Behind every gestational surrogate is an amazing Primary Support Person (PSP). We often refer to a surrogate’s support person as the unsung heroes of the surrogate pregnancy! The role of a surrogate mother’s Primary Support Person is to be the emotional, physical and mental support of the surrogate throughout her journey. This role is so important, that having a PSP is a requirement for all gestational carriers who apply to become surrogate mothers with Circle Surrogacy.
What is a Primary Support Person?
A Primary Support Person is someone who agrees to be the person who shares in the surrogacy journey with a gestational carrier. The PSP provides surrogate support at every step of the process. If the surrogate has a spouse or partner, that is usually who the Primary Support Person will be. If the surrogate is single – or if there is another person in her life who she chooses to be the most involved in the journey – the Primary Support Person can be a mother, sister or friend.
Qualities of a Primary Support Person
A Primary Support Person has a very important role in the surrogacy journey. The surrogate whom they are supporting is giving the ultimate gift to intended parents, and as her support person, it is your job to fully support her in any way she needs.

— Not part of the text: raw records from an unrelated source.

//! Analyzer configuration: defaults, JSON file loading, and env overrides.

use std::collections::BTreeSet;
use std::path::Path;

use serde::{Deserialize, Serialize};
use sha2::{Digest, Sha256};

use crate::errors::{CallscopeError, CallscopeResult};

/// Directory names that are never descended into by default.
pub const DEFAULT_SKIP_DIRS: &[&str] = &[
    ".git",
    ".hg",
    ".svn",
    "__pycache__",
    ".venv",
    "venv",
    "env",
    ".tox",
    ".nox",
    ".mypy_cache",
    ".pytest_cache",
    ".ruff_cache",
    "node_modules",
    "site-packages",
    ".eggs",
    "build",
    "dist",
];

pub const DEFAULT_MAX_FILE_BYTES: u64 = 2 * 1024 * 1024;

#[derive(Clone, Debug, PartialEq, Eq, Serialize, Deserialize)]
#[serde(default)]
pub struct AnalyzerConfig {
    /// Path-segment names skipped while walking the project.
    pub skip_dirs: BTreeSet<String>,
    /// Source extensions, without the dot.
    pub extensions: Vec<String>,
    pub respect_gitignore: bool,
    /// Upper bound on parsing threads.
    pub workers: usize,
    /// Count unresolved calls to Python builtins separately from unresolved ones.
    pub filter_builtins: bool,
    /// Attach module-level call sites to a synthetic `__module__` entity.
    pub module_scope: bool,
    /// Narrow ambiguous candidates using the caller file's imports.
    pub resolve_imports: bool,
    pub max_file_bytes: u64,
}

impl Default for AnalyzerConfig {
    fn default() -> Self {
        Self {
            skip_dirs: DEFAULT_SKIP_DIRS.iter().map(|d| d.to_string()).collect(),
            extensions: vec!["py".to_string()],
            respect_gitignore: false,
            workers: num_cpus::get().max(1),
            filter_builtins: true,
            module_scope: true,
            resolve_imports: false,
            max_file_bytes: DEFAULT_MAX_FILE_BYTES,
        }
    }
}

impl AnalyzerConfig {
    /// Load a config from a JSON file; missing keys fall back to defaults.
    pub fn from_json_file(path: &Path) -> CallscopeResult<Self> {
        let raw = std::fs::read_to_string(path)?;
        let config: Self = serde_json::from_str(&raw)?;
        config.validated()
    }

    /// Apply `CALLSCOPE_*` environment overrides on top of `self`.
    pub fn with_env_overrides(self) -> CallscopeResult<Self> {
        self.with_overrides_from(|key| std::env::var(key).ok())
    }

    /// Same as [`with_env_overrides`](Self::with_env_overrides) with an
    /// injectable lookup, so overrides can be tested without touching the
    /// process environment.
    pub fn with_overrides_from<F>(mut self, lookup: F) -> CallscopeResult<Self>
    where
        F: Fn(&str) -> Option<String>,
    {
        if let Some(raw) = lookup("CALLSCOPE_WORKERS") {
            self.workers = raw.trim().parse::<usize>().map_err(|_| {
                CallscopeError::Config(format!("CALLSCOPE_WORKERS is not a number: {raw:?}"))
            })?;
        }
        if let Some(raw) = lookup("CALLSCOPE_SKIP_DIRS") {
            self.skip_dirs = raw
                .split(',')
                .map(str::trim)
                .filter(|s| !s.is_empty())
                .map(str::to_string)
                .collect();
        }
        if let Some(raw) = lookup("CALLSCOPE_FILTER_BUILTINS") {
            self.filter_builtins = parse_flag("CALLSCOPE_FILTER_BUILTINS", &raw)?;
        }
        if let Some(raw) = lookup("CALLSCOPE_MODULE_SCOPE") {
            self.module_scope = parse_flag("CALLSCOPE_MODULE_SCOPE", &raw)?;
        }
        if let Some(raw) = lookup("CALLSCOPE_RESOLVE_IMPORTS") {
            self.resolve_imports = parse_flag("CALLSCOPE_RESOLVE_IMPORTS", &raw)?;
        }
        if let Some(raw) = lookup("CALLSCOPE_RESPECT_GITIGNORE") {
            self.respect_gitignore = parse_flag("CALLSCOPE_RESPECT_GITIGNORE", &raw)?;
        }
        self.validated()
    }

    fn validated(mut self) -> CallscopeResult<Self> {
        if self.workers == 0 {
            self.workers = 1;
        }
        self.extensions = self
            .extensions
            .iter()
            .map(|e| e.trim().trim_start_matches('.').to_lowercase())
            .filter(|e| !e.is_empty())
            .collect();
        if self.extensions.is_empty() {
            return Err(CallscopeError::Config(
                "at least one source extension is required".to_string(),
            ));
        }
        Ok(self)
    }

    /// SHA-256 over every setting that changes which files are analyzed
    /// or which edges the graph gets. `workers` is left out: thread count
    /// never changes the result.
    pub fn graph_digest(&self) -> String {
        let mut hasher = Sha256::new();
        for dir in &self.skip_dirs {
            hasher.update(dir.as_bytes());
            hasher.update([0u8]);
        }
        hasher.update([1u8]);
        let mut extensions: Vec<&String> = self.extensions.iter().collect();
        extensions.sort();
        for ext in extensions {
            hasher.update(ext.as_bytes());
            hasher.update([0u8]);
        }
        hasher.update([1u8]);
        hasher.update([
            u8::from(self.respect_gitignore),
            u8::from(self.filter_builtins),
            u8::from(self.module_scope),
            u8::from(self.resolve_imports),
        ]);
        hasher.update(self.max_file_bytes.to_le_bytes());
        format!("{:x}", hasher.finalize())
    }

    pub fn is_skipped_dir(&self, name: &str) -> bool {
        self.skip_dirs.contains(name)
    }

    pub fn has_source_extension(&self, path: &Path) -> bool {
        path.extension()
            .map(|e| e.to_string_lossy().to_lowercase())
            .is_some_and(|ext| self.extensions.iter().any(|e| *e == ext))
    }
}

fn parse_flag(key: &str, raw: &str) -> CallscopeResult<bool> {
    match raw.trim().to_lowercase().as_str() {
        "1" | "true" | "yes" | "on" => Ok(true),
        "0" | "false" | "no" | "off" => Ok(false),
        other => Err(CallscopeError::Config(format!(
            "{key} expects a boolean, got {other:?}"
        ))),
    }
}

#[cfg(test)]
mod tests {
    use super::*;
    use std::collections::HashMap;

    fn env(pairs: &[(&str, &str)]) -> impl Fn(&str) -> Option<String> {
        let map: HashMap<String, String> = pairs
            .iter()
            .map(|(k, v)| (k.to_string(), v.to_string()))
            .collect();
        move |key| map.get(key).cloned()
    }

    #[test]
    fn test_defaults() {
        let config = AnalyzerConfig::default();
        assert!(config.is_skipped_dir(".git"));
        assert!(config.is_skipped_dir("venv"));
        assert!(!config.is_skipped_dir("src"));
        assert!(config.filter_builtins);
        assert!(config.module_scope);
        assert!(!config.resolve_imports);
        assert!(config.workers >= 1);
    }

    #[test]
    fn test_extension_match() {
        let config = AnalyzerConfig::default();
        assert!(config.has_source_extension(Path::new("pkg/mod.py")));
        assert!(config.has_source_extension(Path::new("pkg/MOD.PY")));
        assert!(!config.has_source_extension(Path::new("pkg/mod.pyc")));
        assert!(!config.has_source_extension(Path::new("Makefile")));
    }

    #[test]
    fn test_env_overrides() {
        let config = AnalyzerConfig::default()
            .with_overrides_from(env(&[
                ("CALLSCOPE_WORKERS", "3"),
                ("CALLSCOPE_SKIP_DIRS", "vendor, third_party,"),
                ("CALLSCOPE_FILTER_BUILTINS", "off"),
                ("CALLSCOPE_RESOLVE_IMPORTS", "YES"),
            ]))
            .unwrap();
        assert_eq!(config.workers, 3);
        assert_eq!(config.skip_dirs.len(), 2);
        assert!(config.is_skipped_dir("vendor"));
        assert!(config.is_skipped_dir("third_party"));
        assert!(!config.is_skipped_dir(".git"));
        assert!(!config.filter_builtins);
        assert!(config.resolve_imports);
    }

    #[test]
    fn test_env_zero_workers_clamped() {
        let config = AnalyzerConfig::default()
            .with_overrides_from(env(&[("CALLSCOPE_WORKERS", "0")]))
            .unwrap();
        assert_eq!(config.workers, 1);
    }

    #[test]
    fn test_env_bad_values_rejected() {
        let err = AnalyzerConfig::default()
            .with_overrides_from(env(&[("CALLSCOPE_WORKERS", "many")]))
            .unwrap_err();
        assert!(matches!(err, CallscopeError::Config(_)));

        let err = AnalyzerConfig::default()
            .with_overrides_from(env(&[("CALLSCOPE_MODULE_SCOPE", "maybe")]))
            .unwrap_err();
        assert!(err.to_string().contains("CALLSCOPE_MODULE_SCOPE"));
    }

    #[test]
    fn test_json_file_partial() {
        let dir = tempfile::tempdir().unwrap();
        let path = dir.path().join("callscope.json");
        std::fs::write(&path, r#"{"workers": 2, "extensions": [".py", "PYW"]}"#).unwrap();
        let config = AnalyzerConfig::from_json_file(&path).unwrap();
        assert_eq!(config.workers, 2);
        assert_eq!(config.extensions, vec!["py".to_string(), "pyw".to_string()]);
        assert!(config.is_skipped_dir(".git"));
    }

    #[test]
    fn test_json_file_rejects_empty_extensions() {
        let dir = tempfile::tempdir().unwrap();
        let path = dir.path().join("callscope.json");
        std::fs::write(&path, r#"{"extensions": []}"#).unwrap();
        assert!(AnalyzerConfig::from_json_file(&path).is_err());
    }

    #[test]
    fn test_graph_digest_tracks_graph_settings() {
        let base = AnalyzerConfig::default();
        let more_workers = AnalyzerConfig {
            workers: base.workers + 7,
            ..base.clone()
        };
        assert_eq!(base.graph_digest(), more_workers.graph_digest());

        let variants = [
            AnalyzerConfig {
                resolve_imports: true,
                ..base.clone()
            },
            AnalyzerConfig {
                filter_builtins: false,
                ..base.clone()
            },
            AnalyzerConfig {
                module_scope: false,
                ..base.clone()
            },
            AnalyzerConfig {
                respect_gitignore: true,
                ..base.clone()
            },
            AnalyzerConfig {
                max_file_bytes: 10,
                ..base.clone()
            },
            AnalyzerConfig {
                extensions: vec!["py".to_string(), "pyi".to_string()],
                ..base.clone()
            },
        ];
        for variant in &variants {
            assert_ne!(variant.graph_digest(), base.graph_digest());
        }
        let mut skip = base.clone();
        skip.skip_dirs.insert("vendor".to_string());
        assert_ne!(skip.graph_digest(), base.graph_digest());
    }
}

Qualities of a Primary Support Person include:
- Openness and honesty
- Dedication to the journey
- Ability to put others’ needs before your own
What Does the Surrogacy Process Look Like for a PSP?
Here is a look at the surrogacy process for a surrogate’s Primary Support Person.
The Surrogacy Consultation
While supporting a surrogate applicant during the application process, a Primary Support Person can expect to be part of the Surrogacy Consultation. The Surrogacy Consultation is a long-form interview with a Social Worker from Circle. The PSP’s Surrogacy Consultation will last approximately 1-1 1/2 hours over the phone.
During this call you’ll answer questions about yourself, as well as your relationship, and you’ll discuss in detail the commitments involved in a surrogacy. This call is an opportunity to ask all of your questions about surrogacy, what a journey is like for a surrogate, and what you will be expected to do.
Matching With and Meeting Intended Parents
Circle Surrogacy matches surrogates and intended parents on three factors: legal fit, personality fit and expectations surrounding termination and selective reduction.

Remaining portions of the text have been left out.